Then compared and contrasted with Weber's Honor Harrington series, where a male author writes male characters with more emotional range than the reviewers/readers of this other series seemed willing to accept in the male characters of the paranormal romance series.

End with expression of not understanding the apparent "rules" of the romance/paranormal romance genre sufficiently to write in that genre, and finding the reviews... daunting.

thnidu

5 years ago

seanan_mcguire

5 years ago

Thank you for this! I've had similar conversations and not been able to articulate it nearly so well; most recently, in convincing my writer-boyfriend that it's honestly better and more realistic to write a world where Random Background Character can be female without it seeming out of place or overly significant. It's a small step, but like you I think it's encouraging when you can get someone to at least start thinking about it. They'll get there eventually!
Exactly!
Thank you. Thank you for being open about being bisexual. And thank you for making the effort to make your characters' sexuality more obvious.

Because it took college and a really flirty girl for me to figure out I like women, too. It took a long time, despite plenty of signs being there, because no one had every shown me, either in person or in fiction, what it meant to be bisexual. Or at least, what I saw never seemed real to me.
"Because it took college and a really flirty girl for me to figure out I like women, too."

I can't explain why, but it's sentences like that which just make me happy. If that was the entire plot of a book, I'd want to read it. :)

seanan_mcguire

5 years ago

Truth: I spent about 30 seconds looking for the reblog button before I remembered that this is LJ and not Tumblr.

I'm afraid I don't have anything to add other than a resounding "THIS^^^" sorry.
No worries. Seriously.

liddle_oldman

March 29 2012, 18:45:05 UTC 5 years ago Edited:  March 29 2012, 18:45:34 UTC

Absolutely tangential, but --

One of the reasons we liked Caprica (the prequel series to the new Battlestar Galactica, if you don't watch this sort of thing) was that Bill Adama's uncle, the mob enforcer, had a husband, and no one ever mentioned it in any way. That was just who he was married to, and not worth commenting on.
Rocking!
Thank you for writing this. Also, please pass my kudos on to your nameless friend, for asking you that question, and actually wanting to know the answer. I respect your willingness to figure out the answer and give it to him as well. It's often hard for people to articulate, much less ask questions about things they don't understand, and equally hard for someone for whom that understanding is systemic to break it down enough to answer them. So, in short, you are both awesome people.
Yes, to this. Your friend is thinking, and that's encouraging.

seanan_mcguire

5 years ago

Thank you. *gives light peck on the cheek* Explaining this is often very hard, so I'm glad you're taking it up on yourself.

Identity is a very complicated thing, and I feel like I sprinkle my own identification over several characters of various backgrounds usually; but I like to have the option of queer characters.

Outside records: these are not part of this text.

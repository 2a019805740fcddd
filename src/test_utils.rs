#[cfg(test)]
pub mod test_utils {
    use crate::http::{ApiClient, HttpRequest, HttpResponse, Method, Transport, TransportError};
    use crate::navigation::Navigator;
    use crate::notify::{Confirm, ConfirmPrompt, Notifier, ToastKind};
    use crate::resource::Resource;
    use crate::session::SessionStore;
    use crate::storage::{KeyValueStore, MemoryStore, keys};
    use crate::store::{EntityStore, StoreContext};
    use async_trait::async_trait;
    use serde_json::Value;
    use std::cell::{Cell, RefCell};
    use std::collections::HashMap;
    use std::rc::Rc;
    use tracing::Level;
    use tracing_subscriber::FmtSubscriber;

    pub const BASE_URL: &str = "http://backend.test/v1";

    enum Reply {
        Respond(HttpResponse),
        Fail(String),
    }

    /// Scripted backend keyed by method and path (query included). Unscripted
    /// routes answer 404.
    #[derive(Default)]
    pub struct MockTransport {
        routes: RefCell<HashMap<(Method, String), Reply>>,
        requests: RefCell<Vec<HttpRequest>>,
    }

    impl MockTransport {
        pub fn respond(&self, method: Method, path: &str, status: u16, body: Value) {
            let body = if body.is_null() {
                String::new()
            } else {
                body.to_string()
            };
            self.routes.borrow_mut().insert(
                (method, path.to_string()),
                Reply::Respond(HttpResponse::new(status, body)),
            );
        }

        pub fn respond_text(&self, method: Method, path: &str, status: u16, body: &str) {
            self.routes.borrow_mut().insert(
                (method, path.to_string()),
                Reply::Respond(HttpResponse::new(status, body)),
            );
        }

        pub fn fail(&self, method: Method, path: &str, message: &str) {
            self.routes
                .borrow_mut()
                .insert((method, path.to_string()), Reply::Fail(message.to_string()));
        }

        pub fn requests(&self) -> Vec<HttpRequest> {
            self.requests.borrow().clone()
        }

        pub fn count(&self, method: Method, path: &str) -> usize {
            let url = format!("{}{}", BASE_URL, path);
            self.requests
                .borrow()
                .iter()
                .filter(|r| r.method == method && r.url == url)
                .count()
        }

        pub fn last(&self) -> Option<HttpRequest> {
            self.requests.borrow().last().cloned()
        }
    }

    #[async_trait(?Send)]
    impl Transport for MockTransport {
        async fn send(&self, request: HttpRequest) -> Result<HttpResponse, TransportError> {
            let path = request
                .url
                .strip_prefix(BASE_URL)
                .unwrap_or(&request.url)
                .to_string();
            let key = (request.method, path);
            self.requests.borrow_mut().push(request);

            match self.routes.borrow().get(&key) {
                Some(Reply::Respond(response)) => Ok(response.clone()),
                Some(Reply::Fail(message)) => Err(TransportError(message.clone())),
                None => Ok(HttpResponse::new(404, r#"{"error":"route not scripted"}"#)),
            }
        }
    }

    #[derive(Default)]
    pub struct RecordingNotifier {
        toasts: RefCell<Vec<(ToastKind, String)>>,
    }

    impl RecordingNotifier {
        pub fn toasts(&self) -> Vec<(ToastKind, String)> {
            self.toasts.borrow().clone()
        }

        pub fn of_kind(&self, kind: ToastKind) -> Vec<String> {
            self.toasts
                .borrow()
                .iter()
                .filter(|(k, _)| *k == kind)
                .map(|(_, message)| message.clone())
                .collect()
        }
    }

    impl Notifier for RecordingNotifier {
        fn notify(&self, kind: ToastKind, message: String) {
            self.toasts.borrow_mut().push((kind, message));
        }
    }

    #[derive(Default)]
    pub struct RecordingNavigator {
        pub redirects: Cell<usize>,
    }

    impl Navigator for RecordingNavigator {
        fn redirect_to_login(&self) {
            self.redirects.set(self.redirects.get() + 1);
        }
    }

    /// Answers every prompt with a fixed choice.
    pub struct ScriptedConfirm {
        pub answer: Cell<bool>,
        pub prompts: RefCell<Vec<ConfirmPrompt>>,
    }

    impl ScriptedConfirm {
        pub fn new(answer: bool) -> Self {
            Self {
                answer: Cell::new(answer),
                prompts: RefCell::new(Vec::new()),
            }
        }
    }

    #[async_trait(?Send)]
    impl Confirm for ScriptedConfirm {
        async fn confirm(&self, prompt: &ConfirmPrompt) -> bool {
            self.prompts.borrow_mut().push(prompt.clone());
            self.answer.get()
        }
    }

    /// Everything a store needs, wired to in-memory doubles. Starts signed in
    /// with credential `test-token`.
    pub struct Harness {
        pub transport: Rc<MockTransport>,
        pub notifier: Rc<RecordingNotifier>,
        pub navigator: Rc<RecordingNavigator>,
        pub confirm: Rc<ScriptedConfirm>,
        pub storage: Rc<MemoryStore>,
        pub session: Rc<SessionStore>,
        pub client: ApiClient,
    }

    impl Harness {
        pub fn new() -> Self {
            let storage = Rc::new(MemoryStore::with_entries([(keys::AUTH_TOKEN, "test-token")]));
            let session = Rc::new(SessionStore::new(storage.clone()));
            let transport = Rc::new(MockTransport::default());
            let navigator = Rc::new(RecordingNavigator::default());
            let client = ApiClient::new(
                BASE_URL,
                transport.clone(),
                session.clone(),
                navigator.clone(),
            );

            Self {
                transport,
                notifier: Rc::new(RecordingNotifier::default()),
                navigator,
                confirm: Rc::new(ScriptedConfirm::new(true)),
                storage,
                session,
                client,
            }
        }

        pub fn context(&self) -> StoreContext {
            StoreContext::new(
                self.client.clone(),
                self.notifier.clone(),
                self.confirm.clone(),
            )
        }

        pub fn store<R: Resource>(&self, resource: R) -> EntityStore<R> {
            EntityStore::new(resource, self.context())
        }

        pub fn credential(&self) -> Option<String> {
            self.storage.get(keys::AUTH_TOKEN)
        }
    }

    /// Initialize tracing for tests with output to STDERR.
    ///
    /// Honors `RUST_LOG`, defaulting to WARN. Returns a guard; keep it alive
    /// for the duration of the test.
    pub fn init_test_tracing() -> tracing::subscriber::DefaultGuard {
        let level = std::env::var("RUST_LOG")
            .ok()
            .and_then(|value| value.parse::<Level>().ok())
            .unwrap_or(Level::WARN);

        let subscriber = FmtSubscriber::builder()
            .with_max_level(level)
            .with_writer(std::io::stderr)
            .finish();

        tracing::subscriber::set_default(subscriber)
    }
}
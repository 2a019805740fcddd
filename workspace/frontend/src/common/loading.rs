use yew::prelude::*;

#[derive(Properties, PartialEq)]
pub struct LoadingSpinnerProps {
    #[prop_or(AttrValue::Static("Loading"))]
    pub label: AttrValue,
}

/// Centered spinner shown in place of table rows while a list loads.
#[function_component(LoadingSpinner)]
pub fn loading_spinner(props: &LoadingSpinnerProps) -> Html {
    html! {
        <div class="flex flex-col justify-center items-center py-12 gap-4" role="status">
            <span class="loading loading-spinner loading-lg"></span>
            <span class="sr-only">{&props.label}</span>
        </div>
    }
}
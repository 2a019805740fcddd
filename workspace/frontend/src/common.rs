pub mod error;
pub mod loading;
pub mod toast;
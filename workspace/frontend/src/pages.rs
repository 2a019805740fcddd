pub mod customers;
pub mod delivery_receipts;
pub mod inventory;
pub mod login;
pub mod options;
pub mod projects;
pub mod purchase_orders;
pub mod receiving_reports;
pub mod sales_invoices;
pub mod sales_orders;
pub mod suppliers;
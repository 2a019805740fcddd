use crate::common::error::ErrorDisplay;
use crate::common::loading::LoadingSpinner;
use polaris::table::TableView;
use yew::prelude::*;

#[derive(Properties, PartialEq)]
pub struct PolarisTableProps {
    pub view: TableView<Html>,
    #[prop_or_default]
    pub loading: bool,
    #[prop_or(AttrValue::Static("No records found"))]
    pub empty_message: AttrValue,
    /// Last failure; replaces an empty table until the next load.
    #[prop_or_default]
    pub error: Option<String>,
    #[prop_or_default]
    pub on_retry: Option<Callback<()>>,
}

/// Renders a projected [`TableView`]; rows are replaced by a spinner while
/// loading and by `empty_message` when there are none.
#[function_component(PolarisTable)]
pub fn polaris_table(props: &PolarisTableProps) -> Html {
    if let (Some(message), false, true) = (&props.error, props.loading, props.view.is_empty()) {
        return html! { <ErrorDisplay message={message.clone()} on_retry={props.on_retry.clone()} /> };
    }

    let columns = props.view.headers.len().max(1);

    let body = if props.loading {
        html! {
            <tr>
                <td colspan={columns.to_string()}><LoadingSpinner /></td>
            </tr>
        }
    } else if props.view.is_empty() {
        html! {
            <tr>
                <td colspan={columns.to_string()} class="text-center py-8 text-base-content/60">
                    {&props.empty_message}
                </td>
            </tr>
        }
    } else {
        html! {
            {for props.view.rows.iter().enumerate().map(|(index, row)| html! {
                <tr key={index} class="hover">
                    {for row.iter().map(|cell| html! {
                        <td key={cell.key} class={cell.align.class()}>{cell.content.clone()}</td>
                    })}
                </tr>
            })}
        }
    };

    html! {
        <div class="overflow-x-auto bg-base-100 rounded-box shadow">
            <table class="table table-zebra w-full">
                <thead>
                    <tr>
                        {for props.view.headers.iter().map(|header| html! {
                            <th key={header.key} class={header.align.class()}>{header.label}</th>
                        })}
                    </tr>
                </thead>
                <tbody>{body}</tbody>
            </table>
        </div>
    }
}
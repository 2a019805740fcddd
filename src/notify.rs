//! User-facing feedback: toasts and confirmation prompts.

use async_trait::async_trait;

#[derive(Debug, Clone, Copy, PartialEq, Eq)]
pub enum ToastKind {
    Success,
    Error,
    Warning,
    Info,
}

/// Toast sink. The frontend forwards to its toast provider.
pub trait Notifier {
    fn notify(&self, kind: ToastKind, message: String);

    fn success(&self, message: &str) {
        self.notify(ToastKind::Success, message.to_string());
    }

    fn error(&self, message: &str) {
        self.notify(ToastKind::Error, message.to_string());
    }

    fn info(&self, message: &str) {
        self.notify(ToastKind::Info, message.to_string());
    }
}

/// Text of a yes/no confirmation dialog.
#[derive(Debug, Clone, PartialEq, Eq)]
pub struct ConfirmPrompt {
    pub title: String,
    pub message: String,
    pub confirm_text: String,
    pub cancel_text: String,
}

impl ConfirmPrompt {
    /// Standard delete confirmation for one record.
    pub fn delete(label: &str, name: &str) -> Self {
        let message = if name.is_empty() {
            format!("This {} will be permanently deleted.", label.to_lowercase())
        } else {
            format!("\"{}\" will be permanently deleted.", name)
        };
        Self {
            title: format!("Delete {}?", label.to_lowercase()),
            message,
            confirm_text: "Yes, delete it".to_string(),
            cancel_text: "Cancel".to_string(),
        }
    }
}

#[async_trait(?Send)]
pub trait Confirm {
    /// `true` when the user accepted.
    async fn confirm(&self, prompt: &ConfirmPrompt) -> bool;
}
use crate::common::toast::ToastContext;
use crate::components::form::{field, TextField};
use crate::hooks::{use_cancellation, use_services};
use crate::Route;
use common::LoginForm;
use yew::prelude::*;
use yew_router::prelude::*;

#[function_component(LoginPage)]
pub fn login_page() -> Html {
    let services = use_services();
    let toast_ctx = use_context::<ToastContext>().expect("ToastContext missing");
    let navigator = use_navigator();
    let form = use_state(LoginForm::default);
    let is_loading = use_state(|| false);
    let cancel = use_cancellation();

    let onsubmit = {
        let auth = services.auth.clone();
        let form = form.clone();
        let is_loading = is_loading.clone();

        Callback::from(move |e: SubmitEvent| {
            e.prevent_default();
            let auth = auth.clone();
            let form = (*form).clone();
            let is_loading = is_loading.clone();
            let toast_ctx = toast_ctx.clone();
            let navigator = navigator.clone();
            let cancel = cancel.clone();

            wasm_bindgen_futures::spawn_local(async move {
                is_loading.set(true);
                let result = auth.sign_in_until(&form, &cancel).await;
                if cancel.is_cancelled() {
                    log::debug!("Sign-in abandoned, login view is gone");
                    return;
                }
                is_loading.set(false);

                match result {
                    Ok(user) => {
                        toast_ctx.show_success(format!("Welcome back, {}", user.display_name()));
                        if let Some(navigator) = navigator {
                            navigator.push(&Route::Customers);
                        }
                    }
                    Err(e) => {
                        log::warn!("Sign-in failed: {}", e);
                        toast_ctx.show_error(e.to_string());
                    }
                }
            });
        })
    };

    html! {
        <div class="min-h-screen flex items-center justify-center bg-base-200">
            <div class="card w-full max-w-sm bg-base-100 shadow-xl">
                <form class="card-body space-y-2" {onsubmit}>
                    <div class="flex items-center gap-3 mb-4">
                        <div class="w-10 h-10 rounded-lg bg-primary flex items-center justify-center text-primary-content text-2xl">
                            <i class="fas fa-snowflake"></i>
                        </div>
                        <h1 class="text-2xl font-bold">{"Sign in to Polaris"}</h1>
                    </div>
                    <TextField label="Email" input_type="email" value={form.email.clone()}
                        placeholder="you@company.com"
                        on_input={field(&form, |f, v| f.email = v)} />
                    <TextField label="Password" input_type="password" value={form.password.clone()}
                        on_input={field(&form, |f, v| f.password = v)} />
                    <div class="card-actions pt-4">
                        <button type="submit" class="btn btn-primary w-full" disabled={*is_loading}>
                            if *is_loading {
                                <span class="loading loading-spinner"></span>
                            }
                            {"Sign in"}
                        </button>
                    </div>
                </form>
            </div>
        </div>
    }
}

Especially female ones, or ones that aren't necessarily identifying based on strict gender norms, and those that aren't necessarily young and white, and so on. Not all of these elements match me personally, but having them around just makes the fictional world feel a little more whole, and as you rightly point out in your examples, often we need fiction to show us that we aren't simply "wrong," that a different life is possible.
Yes, exactly this.
Everyone else is bi. Yes, him. Yes, him, too. Yes, her.

I am doing a tiny chairdance right now because of this. (Well. Because of this and like all the Daoine Sidhe.)

You rock.
Hee.

Thank you.
Thank you for writing this.
Very welcome.
I grew up in a society so repressed about expression of sexuality that I didn't know non-straight sexuality existed. Except for in my head, which unnerved me, because clearly I was some sort of unique aberration for even thinking about these impossible things at all.

Until I found a copy of The Door Into Fire tucked away in an old barrel of books in a friend's house. And read it in one sitting. And my god, bisexual people existed. There was at least one other person in the world who thought it was okay to be interested in boys and girls both, and was willing to write an entire book where lots of other people thought it was okay and normal too. That book changed my life.

Which I guess is just to say, thank you.
Very welcome.

azurelunatic

March 29 2012, 19:57:46 UTC 5 years ago Edited:  March 29 2012, 20:08:48 UTC

I squeaked with delight when May brought home her girlfriend.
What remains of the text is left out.